我之前工作的一家圈内比较知名的技术媒体,选择技术方向做选题报道时,常用的一个指导原则是——跨越鸿沟理论。
“鸿沟理论”早在 1991 年就被提出,由 Jeffery Moore 针对高科技行业和高科技企业生命周期的特点总结而成。这个理论基于“创新传播学”,将创新性技术和产品的生命周期分为五个阶段:创新者(Innovator)、早期使用者(Early adopters)、早期大众(Early majority)、晚期大众(Late majority)、落后者(Laggard)。

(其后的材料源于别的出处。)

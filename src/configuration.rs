//! Per-case compiler configuration and the injection vocabulary.
//!
//! A [`Configuration`] is built by the config deriver (fixture suites) or by
//! scenario call sites, then handed read-only to the system under test.
//! Injected values are expressed as [`Node`]s, the small value vocabulary the
//! harness and an adapter agree on.

use std::collections::BTreeMap;
use std::fmt;
use std::path::{Path, PathBuf};
use std::sync::Arc;

use serde::{Deserialize, Serialize};
use serde_json::{Map, Value};

/// Reserved variable name bound to the url function.
pub const URL_FUNCTION: &str = "url";

// =============================================================================
// VALUE VOCABULARY
// =============================================================================

/// A value injected into, or returned from, a compilation.
#[derive(Debug, Clone, PartialEq, Serialize, Deserialize)]
#[serde(tag = "type", rename_all = "lowercase")]
pub enum Node {
    Null,
    Boolean { value: bool },
    Unit { value: f64, unit: Option<String> },
    Ident { name: String },
    /// Quoted string; renders with single quotes.
    String { value: String },
    /// Emitted verbatim.
    Literal { value: String },
    /// Space-separated sequence.
    Expression { nodes: Vec<Node> },
    /// Keyed mapping reachable by member and index access.
    Object { entries: Vec<(String, Node)> },
}

impl Node {
    pub fn unit(value: f64) -> Self {
        Node::Unit { value, unit: None }
    }

    pub fn ident(name: impl Into<String>) -> Self {
        Node::Ident { name: name.into() }
    }

    pub fn string(value: impl Into<String>) -> Self {
        Node::String {
            value: value.into(),
        }
    }

    pub fn literal(value: impl Into<String>) -> Self {
        Node::Literal {
            value: value.into(),
        }
    }

    /// Member lookup on an object node.
    pub fn get(&self, key: &str) -> Option<&Node> {
        let Node::Object { entries } = self else {
            return None;
        };
        entries.iter().find(|(k, _)| k == key).map(|(_, v)| v)
    }

    /// Positional lookup on an expression node.
    pub fn index(&self, index: usize) -> Option<&Node> {
        let Node::Expression { nodes } = self else {
            return None;
        };
        nodes.get(index)
    }

    /// Converts JSON preserving structure: objects stay objects, arrays
    /// become expressions.
    pub fn from_json(value: &Value) -> Self {
        match value {
            Value::Null => Node::Null,
            Value::Bool(b) => Node::Boolean { value: *b },
            Value::Number(n) => Node::unit(n.as_f64().unwrap_or_default()),
            Value::String(s) => Node::string(s.clone()),
            Value::Array(items) => Node::Expression {
                nodes: items.iter().map(Node::from_json).collect(),
            },
            Value::Object(map) => Node::Object {
                entries: map
                    .iter()
                    .map(|(k, v)| (k.clone(), Node::from_json(v)))
                    .collect(),
            },
        }
    }
}

impl fmt::Display for Node {
    fn fmt(&self, f: &mut fmt::Formatter<'_>) -> fmt::Result {
        match self {
            Node::Null => write!(f, "null"),
            Node::Boolean { value } => write!(f, "{value}"),
            Node::Unit { value, unit } => {
                if value.fract() == 0.0 && value.abs() < 1e15 {
                    write!(f, "{}", *value as i64)?;
                } else {
                    write!(f, "{value}")?;
                }
                if let Some(unit) = unit {
                    write!(f, "{unit}")?;
                }
                Ok(())
            }
            Node::Ident { name } => write!(f, "{name}"),
            Node::String { value } => write!(f, "'{value}'"),
            Node::Literal { value } => write!(f, "{value}"),
            Node::Expression { nodes } => {
                for (i, node) in nodes.iter().enumerate() {
                    if i > 0 {
                        write!(f, " ")?;
                    }
                    write!(f, "{node}")?;
                }
                Ok(())
            }
            Node::Object { entries } => {
                write!(f, "{{")?;
                for (i, (key, node)) in entries.iter().enumerate() {
                    if i > 0 {
                        write!(f, ",")?;
                    }
                    write!(f, "{key}:{node}")?;
                }
                write!(f, "}}")
            }
        }
    }
}

// =============================================================================
// VARIABLE DEFINITIONS
// =============================================================================

/// A variable definition. Object-shaped values must pick a mode explicitly;
/// the shape of the value never decides it.
#[derive(Debug, Clone, PartialEq)]
pub enum Definition {
    Value(Node),
    /// Namespaced mapping, reachable as `name.key` and `name.key[0]`.
    Hash(Vec<(String, Node)>),
    /// Positional list of flattened key/value pairs.
    List(Vec<Node>),
}

impl Definition {
    /// Projects a JSON object as a hash.
    pub fn hash(object: &Map<String, Value>) -> Self {
        Definition::Hash(
            object
                .iter()
                .map(|(k, v)| (k.clone(), Node::from_json(v)))
                .collect(),
        )
    }

    /// Flattens a JSON object into `key value key value ...`. Nested objects
    /// are inlined in place, so `{baz: {foo: {quz: "quz"}}}` becomes
    /// `baz foo quz 'quz'`.
    pub fn list(object: &Map<String, Value>) -> Self {
        let mut nodes = Vec::new();
        flatten_into(object, &mut nodes);
        Definition::List(nodes)
    }

    /// The node an adapter binds to the variable name.
    pub fn to_node(&self) -> Node {
        match self {
            Definition::Value(node) => node.clone(),
            Definition::Hash(entries) => Node::Object {
                entries: entries.clone(),
            },
            Definition::List(nodes) => Node::Expression {
                nodes: nodes.clone(),
            },
        }
    }
}

fn flatten_into(object: &Map<String, Value>, out: &mut Vec<Node>) {
    for (key, value) in object {
        out.push(Node::ident(key.clone()));
        match value {
            Value::Object(nested) => flatten_into(nested, out),
            leaf => out.push(Node::from_json(leaf)),
        }
    }
}

impl From<Node> for Definition {
    fn from(node: Node) -> Self {
        Definition::Value(node)
    }
}

/// Plain strings are literals, matching how option globals are rendered.
impl From<&str> for Definition {
    fn from(value: &str) -> Self {
        Definition::Value(Node::literal(value))
    }
}

// =============================================================================
// FUNCTIONS AND PLUGINS
// =============================================================================

/// Functions the system under test provides itself.
#[derive(Debug, Clone, Copy, PartialEq, Eq, Serialize)]
#[serde(rename_all = "kebab-case")]
pub enum Builtin {
    /// Embeds referenced images as data URIs.
    Url,
    /// Rewrites relative url() references against the importing file.
    UrlResolver,
}

type NativeFn = dyn Fn(&[Node]) -> Result<Node, String> + Send + Sync;

/// A host function callable from the stylesheet.
#[derive(Clone)]
pub struct NativeFunction(Arc<NativeFn>);

impl NativeFunction {
    pub fn new(f: impl Fn(&[Node]) -> Result<Node, String> + Send + Sync + 'static) -> Self {
        Self(Arc::new(f))
    }

    pub fn call(&self, args: &[Node]) -> Result<Node, String> {
        (self.0)(args)
    }
}

impl fmt::Debug for NativeFunction {
    fn fmt(&self, f: &mut fmt::Formatter<'_>) -> fmt::Result {
        f.write_str("NativeFunction(..)")
    }
}

/// Identity comparison: two handles are equal when they share the closure.
impl PartialEq for NativeFunction {
    fn eq(&self, other: &Self) -> bool {
        std::ptr::addr_eq(Arc::as_ptr(&self.0), Arc::as_ptr(&other.0))
    }
}

#[derive(Debug, Clone, PartialEq)]
pub enum Function {
    Builtin(Builtin),
    Native(NativeFunction),
}

impl Function {
    pub fn native(f: impl Fn(&[Node]) -> Result<Node, String> + Send + Sync + 'static) -> Self {
        Function::Native(NativeFunction::new(f))
    }
}

/// The in-progress compilation a plugin configures.
pub trait CompilationContext {
    fn define(&mut self, name: &str, definition: Definition);
    fn define_function(&mut self, name: &str, function: Function);
    fn include(&mut self, path: &Path);
}

type PluginFn = dyn Fn(&mut dyn CompilationContext) + Send + Sync;

/// Side-effecting setup run against the compilation before it proceeds.
#[derive(Clone)]
pub struct Plugin(Arc<PluginFn>);

impl Plugin {
    pub fn new(f: impl Fn(&mut dyn CompilationContext) + Send + Sync + 'static) -> Self {
        Self(Arc::new(f))
    }

    /// A plugin that defines a single variable.
    pub fn define(name: impl Into<String>, definition: impl Into<Definition>) -> Self {
        let name = name.into();
        let definition = definition.into();
        Self::new(move |ctx| ctx.define(&name, definition.clone()))
    }

    pub fn apply(&self, ctx: &mut dyn CompilationContext) {
        (self.0)(ctx)
    }
}

impl fmt::Debug for Plugin {
    fn fmt(&self, f: &mut fmt::Formatter<'_>) -> fmt::Result {
        f.write_str("Plugin(..)")
    }
}

impl PartialEq for Plugin {
    fn eq(&self, other: &Self) -> bool {
        std::ptr::addr_eq(Arc::as_ptr(&self.0), Arc::as_ptr(&other.0))
    }
}

/// One plugin or an ordered sequence of them.
#[derive(Debug, Clone, Default, PartialEq)]
pub struct PluginSet(Vec<Plugin>);

impl PluginSet {
    pub fn iter(&self) -> impl Iterator<Item = &Plugin> {
        self.0.iter()
    }

    pub fn is_empty(&self) -> bool {
        self.0.is_empty()
    }

    pub fn len(&self) -> usize {
        self.0.len()
    }
}

impl From<Plugin> for PluginSet {
    fn from(plugin: Plugin) -> Self {
        PluginSet(vec![plugin])
    }
}

impl From<Vec<Plugin>> for PluginSet {
    fn from(plugins: Vec<Plugin>) -> Self {
        PluginSet(plugins)
    }
}

// =============================================================================
// CONFIGURATION
// =============================================================================

#[derive(Debug, Clone, PartialEq, Eq, Serialize)]
#[serde(rename_all = "camelCase")]
pub struct SourceMapOptions {
    pub inline: bool,
    pub source_root: String,
    pub base_path: String,
}

/// Options for a single compile call. Defaults are all off and empty.
#[derive(Debug, Clone, Default, PartialEq)]
pub struct Configuration {
    pub compress: bool,
    pub include_css: bool,
    pub prefix: Option<String>,
    pub hoist_atrules: bool,
    pub resolve_url: bool,
    pub sourcemap: Option<SourceMapOptions>,
    /// Path of the entry file, used for relative imports and map sources.
    pub filename: Option<PathBuf>,
    /// Import search paths.
    pub include_paths: Vec<PathBuf>,
    pub globals: BTreeMap<String, Definition>,
    pub functions: BTreeMap<String, Function>,
    pub plugins: PluginSet,
}

impl Configuration {
    pub fn compressed() -> Self {
        Self {
            compress: true,
            ..Self::default()
        }
    }

    pub fn with_global(mut self, name: impl Into<String>, definition: impl Into<Definition>) -> Self {
        self.globals.insert(name.into(), definition.into());
        self
    }

    pub fn with_function(mut self, name: impl Into<String>, function: Function) -> Self {
        self.functions.insert(name.into(), function);
        self
    }

    pub fn with_plugins(mut self, plugins: impl Into<PluginSet>) -> Self {
        self.plugins = plugins.into();
        self
    }

    pub fn with_include_path(mut self, path: impl Into<PathBuf>) -> Self {
        self.include_paths.push(path.into());
        self
    }

    /// Returns a copy with every plugin run against it, in order. The copy
    /// carries no plugins, so applying twice is harmless; `self` is untouched.
    pub fn with_plugins_applied(&self) -> Configuration {
        let mut applied = self.clone();
        let plugins = std::mem::take(&mut applied.plugins);
        for plugin in plugins.iter() {
            plugin.apply(&mut applied);
        }
        applied
    }
}

impl CompilationContext for Configuration {
    fn define(&mut self, name: &str, definition: Definition) {
        self.globals.insert(name.to_string(), definition);
    }

    fn define_function(&mut self, name: &str, function: Function) {
        self.functions.insert(name.to_string(), function);
    }

    fn include(&mut self, path: &Path) {
        self.include_paths.push(path.to_path_buf());
    }
}

#[cfg(test)]
mod configuration_tests {
    use serde_json::json;

    use super::*;

    fn object(value: Value) -> Map<String, Value> {
        match value {
            Value::Object(map) => map,
            other => panic!("expected object, got {other}"),
        }
    }

    #[test]
    fn hash_mode_keeps_nested_structure() {
        let def = Definition::hash(&object(json!({
            "bar": [{ "foo": 1 }],
            "baz": { "foo": { "quz": "quz" } }
        })));
        let node = def.to_node();
        let quz = node.get("baz").and_then(|n| n.get("foo")).and_then(|n| n.get("quz"));
        assert_eq!(quz, Some(&Node::string("quz")));
        let foo = node.get("bar").and_then(|n| n.index(0)).and_then(|n| n.get("foo"));
        assert_eq!(foo.map(|n| n.to_string()), Some("1".to_string()));
    }

    #[test]
    fn list_mode_flattens_keys_and_inlines_nested_objects() {
        let def = Definition::list(&object(json!({ "baz": { "foo": { "quz": "quz" } } })));
        assert_eq!(def.to_node().to_string(), "baz foo quz 'quz'");
    }

    #[test]
    fn plain_strings_define_literals() {
        assert_eq!(Definition::from("baz"), Definition::Value(Node::literal("baz")));
    }

    #[test]
    fn plugins_apply_in_order_on_a_copy() {
        let config = Configuration::compressed().with_plugins(vec![
            Plugin::define("bar", "baz"),
            Plugin::define("bar", "fred"),
        ]);
        let applied = config.with_plugins_applied();
        assert_eq!(applied.globals.get("bar"), Some(&Definition::from("fred")));
        assert!(applied.plugins.is_empty());
        assert!(config.globals.is_empty());
        assert_eq!(config.plugins.len(), 2);
    }

    #[test]
    fn single_plugin_converts_to_a_set() {
        let set = PluginSet::from(Plugin::define("qux", "fred"));
        assert_eq!(set.len(), 1);
    }

    #[test]
    fn function_handles_compare_by_identity() {
        let f = Function::native(|_| Ok(Node::ident("foobar")));
        let g = Function::native(|_| Ok(Node::ident("foobar")));
        assert_eq!(f, f.clone());
        assert_ne!(f, g);
    }

    #[test]
    fn units_render_without_trailing_zero() {
        assert_eq!(Node::unit(7.0).to_string(), "7");
        assert_eq!(Node::unit(1.5).to_string(), "1.5");
    }
}
//! Golden-fixture conformance harness for a Stylus-compatible CSS preprocessor.
//!
//! The compiler itself is external: the harness drives it through the
//! [`adapter::SystemUnderTest`] contract, discovers golden cases from a
//! fixture tree, derives each case's options from its file name, and records
//! one [`report::ComparisonResult`] per case.
//!
//! ```rust,no_run
//! use std::sync::Arc;
//! use stylus_conformance::adapter::process::ProcessAdapter;
//! use stylus_conformance::fixtures::{standard_runner, FixtureLayout};
//! use stylus_conformance::settings::SuiteSelector;
//!
//! # async fn demo() -> Result<(), Box<dyn std::error::Error>> {
//! let adapter = Arc::new(ProcessAdapter::new(&["node", "adapter.js"])?);
//! let layout = FixtureLayout::new("test");
//! let runner = standard_runner(&layout, adapter.clone(), &[SuiteSelector::Integration])?;
//! let report = runner.run().await;
//! adapter.shutdown().await?;
//! assert!(!report.has_failures());
//! # Ok(())
//! # }
//! ```

pub use crate::diagnostics::{AdapterError, ErrorKind, HarnessError};

pub mod adapter;
pub mod cli;
pub mod compare;
pub mod configuration;
pub mod derive;
pub mod diagnostics;
pub mod discovery;
pub mod fixtures;
pub mod normalize;
pub mod report;
pub mod scenarios;
pub mod settings;
pub mod suite;
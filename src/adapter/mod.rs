//! The contract boundary to the compiler under test.
//!
//! The harness only ever talks to a [`SystemUnderTest`] handle, constructed
//! once per run and passed in explicitly. Every capability is asynchronous
//! and the harness awaits each call to completion before issuing the next.
//!
//! Compilers that complete synchronously implement
//! [`BlockingSystemUnderTest`] instead and are wrapped in [`Blocking`], which
//! moves each call onto tokio's blocking pool so a per-case timeout can still
//! fire while a call is stuck.

use std::path::PathBuf;
use std::sync::Arc;

use async_trait::async_trait;
use serde_json::{Map, Value};

use crate::configuration::Configuration;
use crate::AdapterError;

pub mod process;

/// Marker that precedes an embedded base64 source map in rendered css.
pub const INLINE_SOURCEMAP_MARKER: &str = "sourceMappingURL=data:application/json;base64,";

/// A source map as emitted by the compiler, kept field-for-field so it can be
/// compared structurally against a golden `.map` document.
#[derive(Debug, Clone, PartialEq)]
pub struct SourceMapDocument(Map<String, Value>);

impl SourceMapDocument {
    pub fn get(&self, field: &str) -> Option<&Value> {
        self.0.get(field)
    }

    /// True when `sourcesContent` is present and holds at least one entry.
    pub fn has_sources_content(&self) -> bool {
        self.get("sourcesContent")
            .and_then(Value::as_array)
            .is_some_and(|content| !content.is_empty())
    }

    pub fn to_json(&self) -> Value {
        Value::Object(self.0.clone())
    }
}

impl TryFrom<Value> for SourceMapDocument {
    type Error = AdapterError;

    fn try_from(value: Value) -> Result<Self, Self::Error> {
        match value {
            Value::Object(fields) => Ok(Self(fields)),
            other => Err(AdapterError::Protocol(format!(
                "source map must be a JSON object, got {other}"
            ))),
        }
    }
}

/// Rendered css together with its source map.
#[derive(Debug, Clone, PartialEq)]
pub struct CompileOutput {
    pub css: String,
    pub map: SourceMapDocument,
}

/// The capabilities the harness drives.
#[async_trait]
pub trait SystemUnderTest: Send + Sync {
    /// Renders `source` to css, honoring every option in `config`.
    async fn compile(&self, source: &str, config: &Configuration) -> Result<String, AdapterError>;

    /// Translates css back into preprocessor syntax.
    async fn convert(&self, css: &str) -> Result<String, AdapterError>;

    /// Transitive import closure of `source`, in discovery order.
    async fn dependencies(
        &self,
        source: &str,
        config: &Configuration,
    ) -> Result<Vec<PathBuf>, AdapterError>;

    /// Like [`compile`](Self::compile), also producing a source map. When the
    /// sourcemap options are inline, the css embeds the encoded map.
    async fn compile_with_sourcemap(
        &self,
        source: &str,
        config: &Configuration,
    ) -> Result<CompileOutput, AdapterError>;
}

/// Synchronous form of [`SystemUnderTest`], adapted by [`Blocking`].
pub trait BlockingSystemUnderTest: Send + Sync + 'static {
    fn compile(&self, source: &str, config: &Configuration) -> Result<String, AdapterError>;

    fn convert(&self, css: &str) -> Result<String, AdapterError>;

    fn dependencies(
        &self,
        source: &str,
        config: &Configuration,
    ) -> Result<Vec<PathBuf>, AdapterError>;

    fn compile_with_sourcemap(
        &self,
        source: &str,
        config: &Configuration,
    ) -> Result<CompileOutput, AdapterError>;
}

/// Runs a [`BlockingSystemUnderTest`] behind the async contract.
#[derive(Debug)]
pub struct Blocking<T>(Arc<T>);

impl<T: BlockingSystemUnderTest> Blocking<T> {
    pub fn new(inner: T) -> Self {
        Self(Arc::new(inner))
    }

    pub fn inner(&self) -> &T {
        &self.0
    }
}

async fn run_blocking<R, F>(call: F) -> Result<R, AdapterError>
where
    R: Send + 'static,
    F: FnOnce() -> Result<R, AdapterError> + Send + 'static,
{
    tokio::task::spawn_blocking(call)
        .await
        .map_err(|e| AdapterError::Aborted(e.to_string()))?
}

#[async_trait]
impl<T: BlockingSystemUnderTest> SystemUnderTest for Blocking<T> {
    async fn compile(&self, source: &str, config: &Configuration) -> Result<String, AdapterError> {
        let (inner, source, config) = (Arc::clone(&self.0), source.to_owned(), config.clone());
        run_blocking(move || inner.compile(&source, &config)).await
    }

    async fn convert(&self, css: &str) -> Result<String, AdapterError> {
        let (inner, css) = (Arc::clone(&self.0), css.to_owned());
        run_blocking(move || inner.convert(&css)).await
    }

    async fn dependencies(
        &self,
        source: &str,
        config: &Configuration,
    ) -> Result<Vec<PathBuf>, AdapterError> {
        let (inner, source, config) = (Arc::clone(&self.0), source.to_owned(), config.clone());
        run_blocking(move || inner.dependencies(&source, &config)).await
    }

    async fn compile_with_sourcemap(
        &self,
        source: &str,
        config: &Configuration,
    ) -> Result<CompileOutput, AdapterError> {
        let (inner, source, config) = (Arc::clone(&self.0), source.to_owned(), config.clone());
        run_blocking(move || inner.compile_with_sourcemap(&source, &config)).await
    }
}
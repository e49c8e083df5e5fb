//! Golden-fixture conformance runner.
//!
//! Usage: stylus-conformance run [--suite <name>]... -- <compiler command>

use std::process::ExitCode;

fn main() -> ExitCode {
    stylus_conformance::cli::run()
}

在早期使用者 Early adopters 和早期大众 Early majority 之间有个巨大的鸿沟,每个新技术都会经历鸿沟,大多数失败的产品也都是在鸿沟里结束了其整个生命周期,能否顺利跨越“鸿沟”,决定了创新性技术的成败。
无独有偶,Gartner 每年也会出一份技术成熟度曲线,然后发布一些他们认为未来会成为新机会方向的新技术。实际情况是,不论是 Gartner 还是普罗大众,大家对未来的预测能力都非常差,过去 20 年间 Gartner 技术成熟度曲线里的大多数值得关注甚至加码的未来技术都凉凉了。
从这个鸿沟理论我们来看一下最近爆火的两个技术热点:元宇宙和大模型。我们可以想一下,元宇宙在这个技术采用生命周期中,究竟位于哪个位置?到了早期采用者吗,面临鸿沟问题了吗?我觉得这都是值得思考的点,相信这也是 PICO CEO 周宏伟 All Hands 上提出“过去,他们对行业和市场的发展估计得比较乐观,但实际上没有预期得那么快”的原因。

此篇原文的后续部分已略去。